I agree perhaps apathy is not the reason for a lack of people pushing back but rather the effect of what feels like a war of attrition. One no sooner focuses on a particular issue when a new travesty emerges. It has been a very long three years for some of us and even longer since we realised power and political reality is not as it seems (>20yrs). So when the stand in the park group I was with fizzled out and I tried another, I was not surprised to find that it too was no longer running.
Having said all that, it is good to read articles like this, as a reminder to light a candle rather than curse the darkness.
To despair is all too easy. My articles, when are on TCW, are often shouted down for being too optimistic (i.e. that all is already lost - the bar is truly low). With that mindset then everything surely is!
Yet, it is hard to disagree. The right resists in fits and starts, but anything sustaining falls by the wayside. The institutional opposition is so great that individual efforts are soon suffocated.

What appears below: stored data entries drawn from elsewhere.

#[cfg(test)]
#[path = "error_test.rs"]
mod tests;

use thiserror::Error;

/// User facing failures of a DevExy operation. Every variant carries the
/// message shown in the panel that triggered the operation.
#[derive(Clone, Debug, Error, PartialEq, Eq)]
pub enum DevexyError {
    /// Not logged in locally, or the backend rejected the token.
    #[error("{0}")]
    Auth(String),

    /// The request exceeded the operation's timeout.
    #[error("{0}")]
    Timeout(String),

    /// The backend answered with an error status.
    #[error("{0}")]
    Backend(String),

    /// The request was sent but no response came back.
    #[error("{0}")]
    Network(String),

    /// The user declined a confirmation prompt before anything was sent.
    #[error("Operation cancelled by user")]
    Cancelled,

    /// Missing workspace, missing selection and other validation failures.
    #[error("{0}")]
    Precondition(String),
}

impl DevexyError {
    pub fn not_logged_in() -> DevexyError {
        return DevexyError::Auth("Not logged in. Please log in first.".to_string());
    }

    pub fn token_expired() -> DevexyError {
        return DevexyError::Auth(
            "Authentication failed. Your token may have expired. Please log in again.".to_string(),
        );
    }

    pub fn is_cancelled(err: &anyhow::Error) -> bool {
        return matches!(
            err.downcast_ref::<DevexyError>(),
            Some(DevexyError::Cancelled)
        );
    }
}
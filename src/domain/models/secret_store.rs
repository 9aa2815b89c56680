use anyhow::Result;
use async_trait::async_trait;

/// Host secret storage. Keys are namespaced by the caller.
#[async_trait]
pub trait SecretStore {
    async fn get(&self, key: &str) -> Result<Option<String>>;

    /// Overwrites any existing value.
    async fn store(&self, key: &str, value: &str) -> Result<()>;

    /// Deleting a missing key is not an error.
    async fn delete(&self, key: &str) -> Result<()>;
}

pub type SecretStoreBox = Box<dyn SecretStore + Send + Sync>;
#[cfg(test)]
#[path = "clipboard_test.rs"]
mod tests;

use anyhow::anyhow;
use anyhow::Result;
use tokio::sync::mpsc;
use tokio::sync::oneshot;

/// Text to copy, and where to report whether it landed.
pub struct ClipboardRequest {
    pub text: String,
    pub reply: oneshot::Sender<Result<()>>,
}

/// Handle to the background task owning the system clipboard.
#[derive(Clone)]
pub struct ClipboardService {
    tx: mpsc::UnboundedSender<ClipboardRequest>,
}

impl ClipboardService {
    pub fn new() -> (ClipboardService, mpsc::UnboundedReceiver<ClipboardRequest>) {
        let (tx, rx) = mpsc::unbounded_channel::<ClipboardRequest>();
        return (ClipboardService { tx }, rx);
    }

    pub fn healthcheck() -> Result<()> {
        arboard::Clipboard::new()?;
        return Ok(());
    }

    pub async fn start(rx: mpsc::UnboundedReceiver<ClipboardRequest>) -> Result<()> {
        match arboard::Clipboard::new() {
            Ok(mut clipboard) => {
                ClipboardService::serve(rx, |text| {
                    clipboard.set_text(text)?;
                    return Ok(());
                })
                .await;
            }
            Err(err) => {
                tracing::warn!(error = ?err, "clipboard is unavailable");
                let reason = err.to_string();
                ClipboardService::serve(rx, move |_| {
                    return Err(anyhow!("Clipboard is not available: {reason}"));
                })
                .await;
            }
        }

        return Ok(());
    }

    /// Answers every request with the outcome of `set_text`. A failed copy
    /// is reported to its requester and never stops the service.
    pub async fn serve<F>(mut rx: mpsc::UnboundedReceiver<ClipboardRequest>, mut set_text: F)
    where
        F: FnMut(String) -> Result<()>,
    {
        while let Some(request) = rx.recv().await {
            let res = set_text(request.text);
            if let Err(err) = &res {
                tracing::warn!(error = ?err, "failed to copy to clipboard");
            }
            if request.reply.send(res).is_err() {
                tracing::debug!("clipboard requester went away");
            }
        }
    }

    pub async fn set(&self, text: String) -> Result<()> {
        let (reply, rx) = oneshot::channel();
        self.tx
            .send(ClipboardRequest { text, reply })
            .map_err(|_| return anyhow!("Clipboard service is not running."))?;

        return rx
            .await
            .map_err(|_| return anyhow!("Clipboard service stopped before copying."))?;
    }
}
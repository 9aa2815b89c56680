use super::EditorName;

#[test]
fn it_parses_editor_names() {
    assert_eq!(EditorName::parse("external"), Some(EditorName::External));
    assert_eq!(EditorName::parse("none"), Some(EditorName::None));
    assert_eq!(EditorName::parse("neovim"), None);
}
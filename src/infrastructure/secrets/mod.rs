pub mod file;
#[cfg(test)]
pub mod memory;
use anyhow::Result;
use test_utils::coverage_fixture;
use test_utils::priority_fixture;
use test_utils::requirements_analysis_fixture;
use test_utils::requirements_optimization_fixture;

use super::*;
use crate::domain::models::CoverageAnalysisResponse;
use crate::domain::models::GeneratedTest;
use crate::domain::models::RequirementsAnalysisResponse;
use crate::domain::models::RequirementsOptimizationResponse;
use crate::domain::models::TestPriorityAnalysisResponse;

#[test]
fn it_renders_coverage() -> Result<()> {
    let res: CoverageAnalysisResponse = serde_json::from_str(coverage_fixture())?;
    let lines = coverage_lines(&res);

    assert_eq!(lines[0], "Overall coverage");
    assert_eq!(lines[1], "  Statement: 72.5% - Most statements run");
    assert_eq!(
        lines[2],
        "  Branch: 50.0% - Error branches untested (uncovered: divide by zero)"
    );
    assert!(lines.contains(&"File: src/calc.py".to_string()));
    assert!(lines.contains(&"  Uncovered lines: 12, 13".to_string()));
    assert!(lines.contains(&"    Hint: pytest.raises(ZeroDivisionError)".to_string()));

    return Ok(());
}

#[test]
fn it_renders_empty_results_without_panicking() -> Result<()> {
    let coverage: CoverageAnalysisResponse = serde_json::from_str("{}")?;
    let priority: TestPriorityAnalysisResponse = serde_json::from_str("{}")?;
    let analysis: RequirementsAnalysisResponse = serde_json::from_str("{}")?;
    let optimization: RequirementsOptimizationResponse = serde_json::from_str("{}")?;

    assert_eq!(coverage_lines(&coverage).len(), 5);
    insta::assert_snapshot!(priority_lines(&priority).join("\n"), @"Risk: 0 high, 0 medium, 0 low. Security vulnerabilities: 0");
    assert_eq!(requirements_analysis_lines(&analysis).len(), 2);
    assert_eq!(
        requirements_optimization_lines(&optimization).last().cloned(),
        Some("Optimized requirements".to_string())
    );

    return Ok(());
}

#[test]
fn it_renders_priorities_highest_first() -> Result<()> {
    let res: TestPriorityAnalysisResponse = serde_json::from_str(priority_fixture())?;
    let lines = priority_lines(&res);

    assert_eq!(lines[0], "Assessment: Payment paths are under tested");
    assert!(lines.contains(&"  [9.5] test_charge_card (tests/test_payments.py:10)".to_string()));
    assert!(lines.contains(&"  [8.0] Card number logged (CWE-532)".to_string()));

    return Ok(());
}

#[test]
fn it_renders_requirements() -> Result<()> {
    let analysis: RequirementsAnalysisResponse =
        serde_json::from_str(requirements_analysis_fixture())?;
    let lines = requirements_analysis_lines(&analysis);
    assert_eq!(lines[0], "Dependencies: 2 total, 2 direct, 0 transitive");
    assert!(lines.contains(&"  replace pandas: Only CSV parsing used -> csv (-40MB)".to_string()));

    let optimization: RequirementsOptimizationResponse =
        serde_json::from_str(requirements_optimization_fixture())?;
    let lines = requirements_optimization_lines(&optimization);
    assert!(lines.contains(&"  requests 2.25.0 -> 2.31.0: Security fix".to_string()));
    assert_eq!(lines.last().cloned(), Some("  requests==2.31.0".to_string()));

    return Ok(());
}

#[test]
fn it_marks_the_selected_generated_test() {
    let tests = vec![
        GeneratedTest {
            filepath: "tests/test_a.py".to_string(),
            content: "a\nb".to_string(),
        },
        GeneratedTest {
            filepath: "tests/test_b.py".to_string(),
            content: "c".to_string(),
        },
    ];

    insta::assert_snapshot!(generated_tests_lines(&tests, 1).join("\n"), @r###"
    Generated 2 test files:
      (1) tests/test_a.py [2 lines]
    > (2) tests/test_b.py [1 lines]
    "###);
}

#[test]
fn it_writes_report_header() -> Result<()> {
    let res: CoverageAnalysisResponse = serde_json::from_str(coverage_fixture())?;
    let report = coverage_report(&res, "2024-05-01 10:00:00");

    assert!(report.starts_with("DevExy Coverage Report\nGenerated: 2024-05-01 10:00:00\n\nOverall coverage\n"));
    assert!(report.ends_with('\n'));

    return Ok(());
}
use std::path::Path;

use once_cell::sync::Lazy;
use syntect::parsing::SyntaxReference;
use syntect::parsing::SyntaxSet;

pub static SYNTAX_SET: Lazy<SyntaxSet> = Lazy::new(SyntaxSet::load_defaults_newlines);

pub struct Syntaxes {}

impl Syntaxes {
    /// Syntax for a file, by extension, falling back to plain text.
    pub fn for_path(filepath: &str) -> &'static SyntaxReference {
        let extension = Path::new(filepath)
            .extension()
            .map(|ext| return ext.to_string_lossy().to_string())
            .unwrap_or_default();

        return SYNTAX_SET
            .find_syntax_by_extension(&extension)
            .unwrap_or_else(|| return SYNTAX_SET.find_syntax_plain_text());
    }

    pub fn translate_colour(colour: syntect::highlighting::Color) -> Option<ratatui::style::Color> {
        if colour.a == 0 {
            return None;
        }

        return Some(ratatui::style::Color::Rgb(colour.r, colour.g, colour.b));
    }
}
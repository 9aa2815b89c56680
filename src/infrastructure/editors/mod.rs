pub mod external;
pub mod noop;

use crate::domain::models::Editor;
use crate::domain::models::EditorName;

pub type EditorBox = Box<dyn Editor + Send + Sync>;

pub struct EditorManager {}

impl EditorManager {
    pub fn get(name: EditorName) -> EditorBox {
        match name {
            EditorName::External => return Box::<external::ExternalEditor>::default(),
            EditorName::None => return Box::<noop::NoopEditor>::default(),
        }
    }
}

I like your optimism and your approach to things in general. It's unfortunately easy to slip into grumpy old woman mode and disappointing that hardly any "aware" individuals I've crossed paths with have been under 35. I should remember that it took age and life events to remove my youthful naivety. Please keep your positivity: the world would be a sadder place without it.
Illegitimi non carborundum!
It has indeed been a long three years, and for some of it's been long seven years now. I often think that it's surely time for some of us old warhorses to retire ...
"Where London goes, so will many other urban areas across the West. Whether this is better or worse, who can say: it is certain, however, that it will be quite noticeably different and that you are not allowed to pass too much comment on the matter."
Who can say,indeed,why didn'you,you seem to know better.
Maybe it will be fine, maybe it will be like Mad Max. Maybe it will be somewhere in between: but let us not pretend that the changes aren't unprecedented.
"Whether this is better or worse"....
It was this exact words that was the reason for my comment.
You should know the situation is by far worsening,especially for the historic british and white people.
'Sorry I cannot respond to your email at present, I am all tied up.'
I cannot comment as I am subject to a gagging order.